START GIVEN INFORMATION

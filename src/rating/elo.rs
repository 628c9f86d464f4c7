//! Elo rating model implementation
//!
//! Pairwise scalar ratings from the skillratings crate: expected score
//! E_a = 1 / (1 + 10^((R_b - R_a)/400)), update R_a' = R_a + K * (S_a - E_a).
//! The update is zero-sum between the two sides.

use crate::config::EloSettings;
use crate::error::Result;
use crate::rating::model::{check_finite, to_outcome, RatingModel};
use crate::types::{Algorithm, MatchDecision, TeamRating};
use skillratings::elo::{elo, expected_score, EloConfig, EloRating};

/// Elo rating model with a fixed K-factor
#[derive(Debug)]
pub struct EloModel {
    settings: EloSettings,
}

impl EloModel {
    /// Create a new Elo model
    pub fn new(settings: EloSettings) -> Result<Self> {
        settings.validate()?;

        Ok(Self { settings })
    }

    fn model_config(&self) -> EloConfig {
        EloConfig {
            k: self.settings.k_factor,
        }
    }
}

impl RatingModel for EloModel {
    fn algorithm(&self) -> Algorithm {
        Algorithm::Elo
    }

    fn initial_rating(&self) -> TeamRating {
        TeamRating {
            rating: self.settings.initial_rating,
            uncertainty: 0.0,
        }
    }

    fn rate(
        &self,
        home: &TeamRating,
        away: &TeamRating,
        decision: MatchDecision,
    ) -> Result<(TeamRating, TeamRating)> {
        check_finite(home, away)?;

        let home_elo = EloRating {
            rating: home.rating,
        };
        let away_elo = EloRating {
            rating: away.rating,
        };

        let (new_home, new_away) = elo(
            &home_elo,
            &away_elo,
            &to_outcome(decision),
            &self.model_config(),
        );

        // Elo carries no uncertainty; the field stays at whatever it was.
        Ok((
            TeamRating {
                rating: new_home.rating,
                uncertainty: home.uncertainty,
            },
            TeamRating {
                rating: new_away.rating,
                uncertainty: away.uncertainty,
            },
        ))
    }

    fn expected_score(&self, home: &TeamRating, away: &TeamRating) -> f64 {
        let home_elo = EloRating {
            rating: home.rating,
        };
        let away_elo = EloRating {
            rating: away.rating,
        };
        let (exp_home, _exp_away) = expected_score(&home_elo, &away_elo);
        exp_home
    }

    fn config(&self) -> serde_json::Value {
        serde_json::json!({
            "type": "elo",
            "k_factor": self.settings.k_factor,
            "initial_rating": self.settings.initial_rating,
        })
    }

    fn update_config(&mut self, config: serde_json::Value) -> Result<()> {
        let mut settings = self.settings.clone();
        if let Some(k) = config.get("k_factor").and_then(|v| v.as_f64()) {
            settings.k_factor = k;
        }
        if let Some(initial) = config.get("initial_rating").and_then(|v| v.as_f64()) {
            settings.initial_rating = initial;
        }

        settings.validate()?;
        self.settings = settings;
        Ok(())
    }
}
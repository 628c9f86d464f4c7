//! Test fixtures for integration testing

use chrono::{DateTime, Duration, TimeZone, Utc};
use league_ratings::types::{MatchRecord, MatchResult};
use league_ratings::utils::generate_match_id;

/// Fixed season start so fixtures stay deterministic
pub fn kickoff() -> DateTime<Utc> {
    Utc.with_ymd_and_hms(2024, 8, 17, 15, 0, 0).unwrap()
}

/// Build a scoreline match record, `round` days after kickoff
pub fn score_match(
    league: &str,
    home: &str,
    away: &str,
    home_score: i32,
    away_score: i32,
    round: i64,
) -> MatchRecord {
    MatchRecord {
        id: generate_match_id(),
        league: league.to_string(),
        home: home.to_string(),
        away: away.to_string(),
        result: MatchResult::Score {
            home: home_score,
            away: away_score,
        },
        played_at: kickoff() + Duration::days(round),
    }
}

/// A short double round-robin between four sides
///
/// Arsenal wins everything, Chelsea and Leeds trade results, Everton loses
/// everything except one draw.
pub fn sample_season(league: &str) -> Vec<MatchRecord> {
    vec![
        score_match(league, "Arsenal", "Chelsea", 2, 0, 0),
        score_match(league, "Leeds", "Everton", 1, 0, 1),
        score_match(league, "Arsenal", "Leeds", 3, 1, 2),
        score_match(league, "Chelsea", "Everton", 2, 2, 3),
        score_match(league, "Everton", "Arsenal", 0, 2, 4),
        score_match(league, "Chelsea", "Leeds", 1, 0, 5),
        score_match(league, "Chelsea", "Arsenal", 0, 1, 6),
        score_match(league, "Everton", "Leeds", 0, 3, 7),
        score_match(league, "Leeds", "Arsenal", 0, 1, 8),
        score_match(league, "Everton", "Chelsea", 1, 2, 9),
        score_match(league, "Arsenal", "Everton", 4, 0, 10),
        score_match(league, "Leeds", "Chelsea", 2, 1, 11),
    ]
}

/// Install a tracing subscriber once for test debugging output
pub fn init_tracing() {
    let _ = tracing_subscriber::fmt()
        .with_env_filter(
            tracing_subscriber::EnvFilter::try_from_default_env()
                .unwrap_or_else(|_| tracing_subscriber::EnvFilter::new("warn")),
        )
        .with_test_writer()
        .try_init();
}
//! Configuration management for the rating engine
//!
//! This module handles configuration loading from environment variables or
//! TOML files, validation, and default values for the engine and its rating
//! models.

pub mod engine;
pub mod rating;

// Re-export commonly used types
pub use engine::{
    validate_config, EngineConfig, RankingSettings, ReplaySettings, RetroactivePolicy, TieBreak,
};
pub use rating::{EloSettings, RatingConfig, WengLinSettings};
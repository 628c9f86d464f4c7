//! Ranking query layer
//!
//! Turns a set of team entries into an ordered standings list. The sort key
//! is the conservative ranking score: rating minus a configured multiple of
//! uncertainty, which penalizes teams the model is still unsure about. For
//! Elo the uncertainty is zero and the score degenerates to the raw rating.

use crate::config::{RankingSettings, TieBreak};
use crate::types::{RankingEntry, TeamEntry, TeamRating};
use std::cmp::Ordering;

/// Conservative ranking score for one rating
pub fn ranking_score(rating: &TeamRating, conservative_multiplier: f64) -> f64 {
    rating.rating - conservative_multiplier * rating.uncertainty
}

/// Sort team entries into standings order and assign rank positions
pub fn rank_entries(entries: Vec<TeamEntry>, settings: &RankingSettings) -> Vec<RankingEntry> {
    let mut scored: Vec<(TeamEntry, f64)> = entries
        .into_iter()
        .map(|entry| {
            let score = ranking_score(&entry.rating, settings.conservative_multiplier);
            (entry, score)
        })
        .collect();

    scored.sort_by(|(a, score_a), (b, score_b)| {
        score_b
            .partial_cmp(score_a)
            .unwrap_or(Ordering::Equal)
            .then_with(|| tie_break(a, b, settings.tie_break))
    });

    scored
        .into_iter()
        .enumerate()
        .map(|(index, (entry, score))| RankingEntry {
            rank: index as u32 + 1,
            team: entry.team,
            rating: entry.rating,
            ranking_score: score,
            matches_played: entry.matches_played,
        })
        .collect()
}

fn tie_break(a: &TeamEntry, b: &TeamEntry, tie_break: TieBreak) -> Ordering {
    match tie_break {
        TieBreak::TeamName => a.team.cmp(&b.team),
        TieBreak::MatchesPlayed => b
            .matches_played
            .cmp(&a.matches_played)
            .then_with(|| a.team.cmp(&b.team)),
    }
}
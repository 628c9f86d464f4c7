//! Common types used throughout the rating engine

use crate::error::{RatingError, Result};
use chrono::{DateTime, Utc};
use serde::{Deserialize, Serialize};
use skillratings::weng_lin::WengLinRating;
use uuid::Uuid;

/// Unique identifier for leagues
pub type LeagueId = String;

/// Unique identifier for teams
pub type TeamId = String;

/// Unique identifier for matches
pub type MatchId = Uuid;

/// Rating algorithm families supported by the engine
#[derive(Debug, Clone, Copy, PartialEq, Eq, Hash, Serialize, Deserialize)]
pub enum Algorithm {
    Elo,
    OpenSkill,
}

impl std::fmt::Display for Algorithm {
    fn fmt(&self, f: &mut std::fmt::Formatter<'_>) -> std::fmt::Result {
        match self {
            Algorithm::Elo => write!(f, "elo"),
            Algorithm::OpenSkill => write!(f, "openskill"),
        }
    }
}

impl std::str::FromStr for Algorithm {
    type Err = anyhow::Error;

    fn from_str(s: &str) -> Result<Self> {
        match s.to_lowercase().as_str() {
            "elo" => Ok(Algorithm::Elo),
            "openskill" | "weng-lin" | "weng_lin" => Ok(Algorithm::OpenSkill),
            other => Err(RatingError::ConfigurationError {
                message: format!("unknown rating algorithm: {}", other),
            }
            .into()),
        }
    }
}

/// A team and the league it competes in
///
/// League membership is fixed when the team is first seen and is not
/// reassignable afterwards.
#[derive(Debug, Clone, PartialEq, Eq, Serialize, Deserialize)]
pub struct Team {
    pub name: TeamId,
    pub league: LeagueId,
}

impl Team {
    pub fn new(name: impl Into<TeamId>, league: impl Into<LeagueId>) -> Self {
        Self {
            name: name.into(),
            league: league.into(),
        }
    }
}

/// Resolved outcome of a match, from the home side's perspective
#[derive(Debug, Clone, Copy, PartialEq, Eq, Hash, Serialize, Deserialize)]
pub enum MatchDecision {
    HomeWin,
    AwayWin,
    Draw,
}

/// Recorded result of a match
///
/// Either a full scoreline or an abstract decision label. Scores are signed
/// so that malformed input can be detected and rejected instead of wrapping.
#[derive(Debug, Clone, Copy, PartialEq, Eq, Serialize, Deserialize)]
pub enum MatchResult {
    Score { home: i32, away: i32 },
    Decision(MatchDecision),
}

impl MatchResult {
    /// Resolve the result to a decision label
    ///
    /// Fails with `InvalidOutcome` if the underlying data is malformed.
    pub fn decision(&self) -> Result<MatchDecision> {
        match *self {
            MatchResult::Score { home, away } => {
                if home < 0 || away < 0 {
                    return Err(RatingError::InvalidOutcome {
                        reason: format!("negative score {}-{}", home, away),
                    }
                    .into());
                }
                Ok(match home.cmp(&away) {
                    std::cmp::Ordering::Greater => MatchDecision::HomeWin,
                    std::cmp::Ordering::Less => MatchDecision::AwayWin,
                    std::cmp::Ordering::Equal => MatchDecision::Draw,
                })
            }
            MatchResult::Decision(decision) => Ok(decision),
        }
    }
}

/// A single recorded match between two teams in a league
///
/// Immutable once recorded. `played_at` establishes replay order; `id` breaks
/// timestamp ties so replay stays reproducible.
#[derive(Debug, Clone, PartialEq, Serialize, Deserialize)]
pub struct MatchRecord {
    pub id: MatchId,
    pub league: LeagueId,
    pub home: TeamId,
    pub away: TeamId,
    pub result: MatchResult,
    pub played_at: DateTime<Utc>,
}

impl MatchRecord {
    /// Replay ordering key: chronological with the match id as tiebreak
    pub fn replay_key(&self) -> (DateTime<Utc>, MatchId) {
        (self.played_at, self.id)
    }
}

/// Rating state for a team
///
/// One uniform shape for both algorithm families: Elo uses the scalar and
/// pins `uncertainty` at 0.0, Weng-Lin carries (mu, sigma) in the two fields.
#[derive(Debug, Clone, Copy, PartialEq, Serialize, Deserialize)]
pub struct TeamRating {
    pub rating: f64,
    pub uncertainty: f64,
}

impl From<WengLinRating> for TeamRating {
    fn from(rating: WengLinRating) -> Self {
        Self {
            rating: rating.rating,
            uncertainty: rating.uncertainty,
        }
    }
}

impl From<TeamRating> for WengLinRating {
    fn from(rating: TeamRating) -> Self {
        Self {
            rating: rating.rating,
            uncertainty: rating.uncertainty,
        }
    }
}

/// A team's rating immediately after one applied match
#[derive(Debug, Clone, PartialEq, Serialize, Deserialize)]
pub struct RatingSnapshot {
    pub match_id: MatchId,
    pub played_at: DateTime<Utc>,
    pub rating: TeamRating,
}

/// Engine-owned rating state for a (league, team) pair
#[derive(Debug, Clone, PartialEq, Serialize, Deserialize)]
pub struct TeamEntry {
    pub team: TeamId,
    pub rating: TeamRating,
    pub matches_played: u64,
    pub last_played: Option<DateTime<Utc>>,
    /// Rating after each applied match, in replay order
    pub history: Vec<RatingSnapshot>,
}

impl TeamEntry {
    /// Create a fresh entry for a team that has not played yet
    pub fn new(team: TeamId, initial_rating: TeamRating) -> Self {
        Self {
            team,
            rating: initial_rating,
            matches_played: 0,
            last_played: None,
            history: Vec::new(),
        }
    }

    /// Record the rating produced by one applied match
    pub fn apply_match(&mut self, match_id: MatchId, played_at: DateTime<Utc>, rating: TeamRating) {
        self.rating = rating;
        self.matches_played += 1;
        self.last_played = Some(played_at);
        self.history.push(RatingSnapshot {
            match_id,
            played_at,
            rating,
        });
    }
}

/// One row of a standings query: derived, read-only, recomputed on demand
#[derive(Debug, Clone, PartialEq, Serialize, Deserialize)]
pub struct RankingEntry {
    /// 1-based position in the standings
    pub rank: u32,
    pub team: TeamId,
    pub rating: TeamRating,
    /// The sort key actually used: rating minus the configured multiple of uncertainty
    pub ranking_score: f64,
    pub matches_played: u64,
}

#[cfg(test)]
mod tests {
    use super::*;

    #[test]
    fn test_score_resolves_to_decision() {
        let win = MatchResult::Score { home: 3, away: 1 };
        let loss = MatchResult::Score { home: 0, away: 2 };
        let draw = MatchResult::Score { home: 1, away: 1 };

        assert_eq!(win.decision().unwrap(), MatchDecision::HomeWin);
        assert_eq!(loss.decision().unwrap(), MatchDecision::AwayWin);
        assert_eq!(draw.decision().unwrap(), MatchDecision::Draw);
    }

    #[test]
    fn test_negative_score_is_invalid() {
        let result = MatchResult::Score { home: -1, away: 2 };
        let err = result.decision().unwrap_err();
        assert!(matches!(
            err.downcast_ref::<RatingError>(),
            Some(RatingError::InvalidOutcome { .. })
        ));
    }

    #[test]
    fn test_decision_label_passes_through() {
        let result = MatchResult::Decision(MatchDecision::Draw);
        assert_eq!(result.decision().unwrap(), MatchDecision::Draw);
    }

    #[test]
    fn test_algorithm_parsing() {
        assert_eq!("elo".parse::<Algorithm>().unwrap(), Algorithm::Elo);
        assert_eq!(
            "openskill".parse::<Algorithm>().unwrap(),
            Algorithm::OpenSkill
        );
        assert_eq!(
            "weng-lin".parse::<Algorithm>().unwrap(),
            Algorithm::OpenSkill
        );
        assert!("glicko".parse::<Algorithm>().is_err());
    }

    #[test]
    fn test_team_entry_tracks_history() {
        let initial = TeamRating {
            rating: 1500.0,
            uncertainty: 0.0,
        };
        let mut entry = TeamEntry::new("Arsenal".to_string(), initial);
        assert_eq!(entry.matches_played, 0);
        assert!(entry.last_played.is_none());

        let played_at = Utc::now();
        let updated = TeamRating {
            rating: 1516.0,
            uncertainty: 0.0,
        };
        entry.apply_match(Uuid::new_v4(), played_at, updated);

        assert_eq!(entry.matches_played, 1);
        assert_eq!(entry.rating, updated);
        assert_eq!(entry.last_played, Some(played_at));
        assert_eq!(entry.history.len(), 1);
        assert_eq!(entry.history[0].rating, updated);
    }
}
//! Rating model implementations
//!
//! This module provides the rating model interface and its two
//! implementations, both backed by the skillratings crate: pairwise Elo and
//! Weng-Lin (OpenSkill).

pub mod elo;
pub mod model;
pub mod weng_lin;

// Re-export commonly used types
pub use elo::EloModel;
pub use model::{build_model, RatingModel};
pub use weng_lin::WengLinModel;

END GIVEN INFORMATION

EXERCISE ▸ The exercise is to copy out every line above that has the word "index" in it.

EXERCISE OUTPUT ▸
        .map(|(index, (entry, score))| RankingEntry {
            rank: index as u32 + 1,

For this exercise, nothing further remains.